_What you are asked to do_
From the entries below, return only the lines starting at the one that contains "Ok(Roots::Repeated(-b / two_a" and ending at the one that contains "let roots = int_poly(&[1, 1, 1]).solve().unwrap();", exactly as they stand.

Collected data:
//! Point evaluation.

use quadra_rings::{RealRing, Ring};

use crate::error::{PolyError, PolyResult};
use crate::poly2::Poly2;

impl<R: Ring> Poly2<R> {
    /// Evaluates the positional reading at `x`.
    ///
    /// One coefficient gives `a·x²`, two give `a·x² + b·x`, three give
    /// `a·x² + b·x + c`. More than three evaluate to zero.
    ///
    /// # Errors
    ///
    /// Returns [`PolyError::InvalidDegree`] if there are no coefficients.
    pub fn evaluate(&self, x: &R) -> PolyResult<R> {
        Ok(self.positional()?.eval(x))
    }

    /// Evaluates at every point of `xs`.
    ///
    /// # Errors
    ///
    /// Returns [`PolyError::InvalidDegree`] if there are no coefficients.
    pub fn evaluate_many(&self, xs: &[R]) -> PolyResult<Vec<R>> {
        let positional = self.positional()?;
        Ok(xs.iter().map(|x| positional.eval(x)).collect())
    }
}

impl<R: RealRing> Poly2<R> {
    /// Evaluates at a real `x`, whatever the coefficient ring.
    ///
    /// Coefficients are converted to `f64` first, so an integer polynomial
    /// can be evaluated between its integer points.
    ///
    /// # Errors
    ///
    /// - [`PolyError::InvalidDegree`] if there are no coefficients
    /// - [`PolyError::NonRealCoefficient`] if a coefficient is not real
    pub fn evaluate_real(&self, x: f64) -> PolyResult<f64> {
        let positional = self.positional()?.try_map(|c| {
            c.to_real()
                .ok_or_else(|| PolyError::NonRealCoefficient(c.to_string()))
        })?;
        Ok(positional.eval(&x))
    }
}
//! Ring implementation for arbitrary-precision integers.
//!
//! Integer coefficients never overflow: sums, products and evaluations
//! grow as needed.

use dashu::integer::IBig;

use crate::traits::{RealRing, Ring};

impl Ring for IBig {
    fn zero() -> Self {
        IBig::ZERO
    }

    fn is_zero(&self) -> bool {
        *self == IBig::ZERO
    }

    fn from_i64(n: i64) -> Self {
        IBig::from(n)
    }
}

impl RealRing for IBig {
    /// Rounds to the nearest `f64`; values beyond its range become infinite.
    fn to_real(&self) -> Option<f64> {
        Some(self.to_f64().value())
    }
}
//! Error types for drawing.

use quadra_poly::PolyError;
use thiserror::Error;

/// Errors raised while sampling or displaying a polynomial.
#[derive(Clone, Debug, PartialEq, Eq, Error)]
pub enum PlotError {
    /// The sampling domain is empty or has a non-positive step.
    #[error("invalid domain {start}..={end} step {step}")]
    InvalidDomain {
        /// First x value.
        start: i64,
        /// Last x value (inclusive).
        end: i64,
        /// Distance between consecutive x values.
        step: i64,
    },

    /// Evaluating the polynomial failed.
    #[error(transparent)]
    Poly(#[from] PolyError),

    /// The sink could not display the points.
    #[error("sink error: {0}")]
    Sink(String),
}
//! Algebraic structure traits.
//!
//! This module defines the traits polynomial coefficients must satisfy.
//! Polynomials never inspect a coefficient beyond what is declared here.

use std::fmt::{self, Debug, Display};
use std::ops::{Add, Mul, Sub};

/// A ring is a set with addition and multiplication operations.
///
/// # Laws
///
/// - Addition is associative and commutative with identity `zero()`
/// - Multiplication is associative and distributes over addition
///
/// Floating point implementations satisfy these laws only up to rounding.
pub trait Ring:
    Clone + PartialEq + Debug + Display + Add<Output = Self> + Sub<Output = Self> + Mul<Output = Self>
{
    /// The additive identity.
    fn zero() -> Self;

    /// Returns true if this is the additive identity.
    fn is_zero(&self) -> bool;

    /// Embeds an integer into the ring.
    fn from_i64(n: i64) -> Self;

    /// Writes the coefficient as it appears inside a rendered term.
    ///
    /// A leading `-` is read as the sign of the term by the polynomial
    /// formatter, so implementations whose `Display` output can contain
    /// an inner sign should override this.
    fn fmt_coeff(&self, f: &mut fmt::Formatter<'_>) -> fmt::Result {
        Display::fmt(self, f)
    }

    /// Returns a `Display` adapter that writes via [`Ring::fmt_coeff`].
    fn coeff_display(&self) -> CoeffDisplay<'_, Self> {
        CoeffDisplay(self)
    }
}

/// A ring whose elements may be viewed as real numbers.
///
/// Root finding works over `f64`; this is the bridge.
pub trait RealRing: Ring {
    /// Returns the value as an `f64`, or `None` if it has no real value.
    fn to_real(&self) -> Option<f64>;
}

/// Display adapter returned by [`Ring::coeff_display`].
#[derive(Clone, Copy, Debug)]
pub struct CoeffDisplay<'a, R: ?Sized>(&'a R);

impl<R: Ring> Display for CoeffDisplay<'_, R> {
    fn fmt(&self, f: &mut fmt::Formatter<'_>) -> fmt::Result {
        self.0.fmt_coeff(f)
    }
}
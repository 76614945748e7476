//! Point sinks.
//!
//! A sink receives one batch of `(x, y)` samples per draw call.

use std::fmt::Display;
use std::io::Write;

use crate::error::PlotError;

/// Something that displays sampled points.
pub trait PointSink<R> {
    /// Displays one batch of `(x, y)` points.
    ///
    /// # Errors
    ///
    /// Returns [`PlotError::Sink`] if the points could not be displayed.
    fn show(&mut self, points: &[(R, R)]) -> Result<(), PlotError>;
}

/// A sink that keeps every batch it receives.
#[derive(Clone, Debug, Default)]
pub struct RecordingSink<R> {
    batches: Vec<Vec<(R, R)>>,
}

impl<R> RecordingSink<R> {
    /// Creates an empty recording sink.
    #[must_use]
    pub fn new() -> Self {
        Self {
            batches: Vec::new(),
        }
    }

    /// Returns every recorded batch, oldest first.
    #[must_use]
    pub fn batches(&self) -> &[Vec<(R, R)>] {
        &self.batches
    }

    /// Returns the most recent batch.
    #[must_use]
    pub fn last(&self) -> Option<&[(R, R)]> {
        self.batches.last().map(Vec::as_slice)
    }
}

impl<R: Clone> PointSink<R> for RecordingSink<R> {
    fn show(&mut self, points: &[(R, R)]) -> Result<(), PlotError> {
        self.batches.push(points.to_vec());
        Ok(())
    }
}

/// A sink that writes points as a two-column table, one `x y` row per line.
#[derive(Debug)]
pub struct TableSink<W: Write> {
    out: W,
}

impl<W: Write> TableSink<W> {
    /// Creates a sink writing to `out`.
    pub fn new(out: W) -> Self {
        Self { out }
    }

    /// Returns the underlying writer.
    pub fn into_inner(self) -> W {
        self.out
    }
}

impl<R: Display, W: Write> PointSink<R> for TableSink<W> {
    fn show(&mut self, points: &[(R, R)]) -> Result<(), PlotError> {
        for (x, y) in points {
            writeln!(self.out, "{x} {y}").map_err(|e| PlotError::Sink(e.to_string()))?;
        }
        self.out.flush().map_err(|e| PlotError::Sink(e.to_string()))
    }
}
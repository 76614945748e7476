//! Ring implementations for primitive numeric types.

use crate::traits::{RealRing, Ring};

impl Ring for f64 {
    fn zero() -> Self {
        0.0
    }

    fn is_zero(&self) -> bool {
        use num_traits::Zero;
        Zero::is_zero(self)
    }

    #[allow(clippy::cast_precision_loss)]
    fn from_i64(n: i64) -> Self {
        n as f64
    }
}

impl RealRing for f64 {
    fn to_real(&self) -> Option<f64> {
        Some(*self)
    }
}
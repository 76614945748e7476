//! Sampling domains.

use crate::error::PlotError;

/// Configuration for the x values a polynomial is sampled at.
///
/// The range is inclusive at both ends.
#[derive(Clone, Copy, Debug, PartialEq, Eq)]
pub struct SampleDomain {
    /// First x value.
    pub start: i64,
    /// Last x value, included when reachable from `start` by `step`.
    pub end: i64,
    /// Distance between consecutive x values.
    pub step: i64,
}

impl Default for SampleDomain {
    fn default() -> Self {
        Self {
            start: 0,
            end: 10,
            step: 1,
        }
    }
}

impl SampleDomain {
    /// Creates a validated domain.
    ///
    /// # Errors
    ///
    /// Returns [`PlotError::InvalidDomain`] if `step <= 0` or `end < start`.
    pub fn new(start: i64, end: i64, step: i64) -> Result<Self, PlotError> {
        let domain = Self { start, end, step };
        domain.validate()?;
        Ok(domain)
    }

    /// Checks the domain describes at least one point.
    ///
    /// # Errors
    ///
    /// Returns [`PlotError::InvalidDomain`] if `step <= 0` or `end < start`.
    pub fn validate(&self) -> Result<(), PlotError> {
        if self.step <= 0 || self.end < self.start {
            return Err(PlotError::InvalidDomain {
                start: self.start,
                end: self.end,
                step: self.step,
            });
        }
        Ok(())
    }

    /// Returns the x values of the domain in ascending order.
    ///
    /// # Errors
    ///
    /// Returns [`PlotError::InvalidDomain`] if the domain is invalid.
    pub fn points(&self) -> Result<Vec<i64>, PlotError> {
        self.validate()?;
        let step = usize::try_from(self.step).map_err(|_| PlotError::InvalidDomain {
            start: self.start,
            end: self.end,
            step: self.step,
        })?;
        Ok((self.start..=self.end).step_by(step).collect())
    }
}
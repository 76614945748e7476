//! Quadratic root finding.
//!
//! Roots of `a·x² + b·x + c` come from the quadratic formula, classified by
//! the sign of the discriminant `Δ = b² − 4ac`:
//!
//! - Δ > 0: two real roots `(−b − √Δ)/2a`, `(−b + √Δ)/2a`, in that order
//! - Δ < 0: a complex conjugate pair, positive imaginary part first
//! - Δ = 0: one repeated real root `−b/2a`, reported once

use std::fmt;

use num_complex::Complex64;
use quadra_rings::RealRing;
use tracing::{debug, trace};

use crate::error::{PolyError, PolyResult};
use crate::poly2::Poly2;

/// The roots of a quadratic.
#[derive(Clone, Copy, Debug, PartialEq)]
pub enum Roots {
    /// Two distinct real roots.
    Real([f64; 2]),
    /// A single repeated real root.
    Repeated(f64),
    /// A complex conjugate pair.
    Complex([Complex64; 2]),
}

impl Roots {
    /// Returns the number of reported roots (a repeated root counts once).
    #[must_use]
    pub fn count(&self) -> usize {
        match self {
            Self::Real(_) | Self::Complex(_) => 2,
            Self::Repeated(_) => 1,
        }
    }

    /// Returns true if all roots are real.
    #[must_use]
    pub fn is_real(&self) -> bool {
        !matches!(self, Self::Complex(_))
    }

    /// Returns the real roots, or `None` for a complex pair.
    #[must_use]
    pub fn real(&self) -> Option<Vec<f64>> {
        match self {
            Self::Real(roots) => Some(roots.to_vec()),
            Self::Repeated(root) => Some(vec![*root]),
            Self::Complex(_) => None,
        }
    }

    /// Returns every root as a complex number.
    #[must_use]
    pub fn to_vec(&self) -> Vec<Complex64> {
        match self {
            Self::Real([r1, r2]) => vec![Complex64::new(*r1, 0.0), Complex64::new(*r2, 0.0)],
            Self::Repeated(root) => vec![Complex64::new(*root, 0.0)],
            Self::Complex(roots) => roots.to_vec(),
        }
    }
}

impl fmt::Display for Roots {
    fn fmt(&self, f: &mut fmt::Formatter<'_>) -> fmt::Result {
        match self {
            Self::Real([r1, r2]) => write!(f, "[{r1}, {r2}]"),
            Self::Repeated(root) => write!(f, "[{root}]"),
            Self::Complex([z1, z2]) => write!(f, "[{z1}, {z2}]"),
        }
    }
}

impl<R: RealRing> Poly2<R> {
    /// Solves `a·x² + b·x + c = 0` over the positional reading.
    ///
    /// A single coefficient reads as `a·x²`, two as `a·x² + b·x`. More than
    /// three coefficients read as the zero quadratic and therefore fail with
    /// [`PolyError::DivisionByZero`].
    ///
    /// # Errors
    ///
    /// - [`PolyError::InvalidDegree`] if there are no coefficients
    /// - [`PolyError::NonRealCoefficient`] if a coefficient is not real
    /// - [`PolyError::DivisionByZero`] if `a` is zero
    pub fn solve(&self) -> PolyResult<Roots> {
        let (a, b, c) = self.positional()?.abc();
        let (a, b, c) = (real(&a)?, real(&b)?, real(&c)?);

        if a == 0.0 {
            return Err(PolyError::DivisionByZero);
        }

        let delta = b * b - 4.0 * a * c;
        let two_a = 2.0 * a;
        debug!(a, b, c, delta, "solving quadratic");

        if delta > 0.0 {
            trace!("two real roots");
            let sqrt_delta = delta.sqrt();
            Ok(Roots::Real([
                (-b - sqrt_delta) / two_a,
                (-b + sqrt_delta) / two_a,
            ]))
        } else if delta < 0.0 {
            trace!("complex conjugate roots");
            let re = -b / two_a;
            let im = (-delta).sqrt() / two_a;
            Ok(Roots::Complex([
                Complex64::new(re, im),
                Complex64::new(re, -im),
            ]))
        } else {
            trace!("repeated real root");
            // Adding zero folds -0.0 into 0.0
            Ok(Roots::Repeated(-b / two_a + 0.0))
        }
    }
}

fn real<R: RealRing>(coeff: &R) -> PolyResult<f64> {
    coeff
        .to_real()
        .ok_or_else(|| PolyError::NonRealCoefficient(coeff.to_string()))
}

#[cfg(test)]
mod tests {
    use quadra_rings::IBig;

    use super::*;

    fn int_poly(coeffs: &[i64]) -> Poly2<IBig> {
        coeffs.iter().map(|&c| IBig::from(c)).collect()
    }

    const EPS: f64 = 1e-12;

    #[test]
    fn test_complex_pair() {
        // x^2 + x + 1
        let roots = int_poly(&[1, 1, 1]).solve().unwrap();

        let Roots::Complex([z1, z2]) = roots else {
            panic!("expected complex roots, got {roots:?}");
        };
        assert!((z1.re + 0.5).abs() < EPS);
        assert!((z1.im - 0.866_025_403_784_438_6).abs() < EPS);
        assert!((z2.re + 0.5).abs() < EPS);
        assert!((z2.im + 0.866_025_403_784_438_6).abs() < EPS);
        assert!(!roots.is_real());
        assert_eq!(roots.real(), None);
    }

    #[test]
    fn test_distinct_real_roots_ascending() {
        // x^2 - 3x + 2 = (x - 1)(x - 2)
        let roots = Poly2::new(vec![1.0f64, -3.0, 2.0]).solve().unwrap();
        assert_eq!(roots, Roots::Real([1.0, 2.0]));
        assert_eq!(roots.count(), 2);
    }

    #[test]
    fn test_negative_leading_coefficient_keeps_formula_order() {
        // -x^2 + 3x - 2: (-b - √Δ)/2a comes first and is the larger root
        let roots = int_poly(&[-1, 3, -2]).solve().unwrap();
        assert_eq!(roots, Roots::Real([2.0, 1.0]));
    }

    #[test]
    fn test_repeated_root_reported_once() {
        // x^2 - 2x + 1 = (x - 1)^2
        let roots = int_poly(&[1, -2, 1]).solve().unwrap();
        assert_eq!(roots, Roots::Repeated(1.0));
        assert_eq!(roots.real(), Some(vec![1.0]));
        assert_eq!(roots.count(), 1);
    }

    #[test]
    fn test_single_coefficient_reads_as_square() {
        // 5x^2
        let roots = int_poly(&[5]).solve().unwrap();
        assert_eq!(roots.real(), Some(vec![0.0]));
        assert!(matches!(roots, Roots::Repeated(r) if r.is_sign_positive()));
    }

    #[test]
    fn test_two_coefficients_read_without_constant() {
        // 2x^2 - 4x: roots 0 and 2
        let roots = int_poly(&[2, -4]).solve().unwrap();
        assert_eq!(roots, Roots::Real([0.0, 2.0]));
    }

    #[test]
    fn test_empty_is_invalid_degree() {
        let p: Poly2<f64> = Poly2::new(Vec::new());
        assert_eq!(p.solve(), Err(PolyError::InvalidDegree(0)));
    }

    #[test]
    fn test_zero_leading_coefficient_divides_by_zero() {
        assert_eq!(
            int_poly(&[0, 1, 1]).solve(),
            Err(PolyError::DivisionByZero)
        );
    }

    #[test]
    fn test_overfull_divides_by_zero() {
        assert_eq!(
            int_poly(&[1, 2, 3, 4]).solve(),
            Err(PolyError::DivisionByZero)
        );
    }

    #[test]
    fn test_non_real_coefficient() {
        let p = Poly2::new(vec![Complex64::new(1.0, 1.0), Complex64::new(0.0, 0.0)]);
        assert!(matches!(p.solve(), Err(PolyError::NonRealCoefficient(_))));

        // Complex values with no imaginary part are accepted
        let q = Poly2::new(vec![Complex64::new(1.0, 0.0), Complex64::new(-2.0, 0.0)]);
        assert_eq!(q.solve(), Ok(Roots::Real([0.0, 2.0])));
    }

    #[test]
    fn test_to_vec_and_display() {
        let roots = Roots::Real([1.0, 2.0]);
        assert_eq!(
            roots.to_vec(),
            vec![Complex64::new(1.0, 0.0), Complex64::new(2.0, 0.0)]
        );
        assert_eq!(roots.to_string(), "[1, 2]");
        assert_eq!(Roots::Repeated(0.5).to_string(), "[0.5]");
    }
}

_Expected output_
            Ok(Roots::Repeated(-b / two_a + 0.0))
        }
    }
}

fn real<R: RealRing>(coeff: &R) -> PolyResult<f64> {
    coeff
        .to_real()
        .ok_or_else(|| PolyError::NonRealCoefficient(coeff.to_string()))
}

#[cfg(test)]
mod tests {
    use quadra_rings::IBig;

    use super::*;

    fn int_poly(coeffs: &[i64]) -> Poly2<IBig> {
        coeffs.iter().map(|&c| IBig::from(c)).collect()
    }

    const EPS: f64 = 1e-12;

    #[test]
    fn test_complex_pair() {
        // x^2 + x + 1
        let roots = int_poly(&[1, 1, 1]).solve().unwrap();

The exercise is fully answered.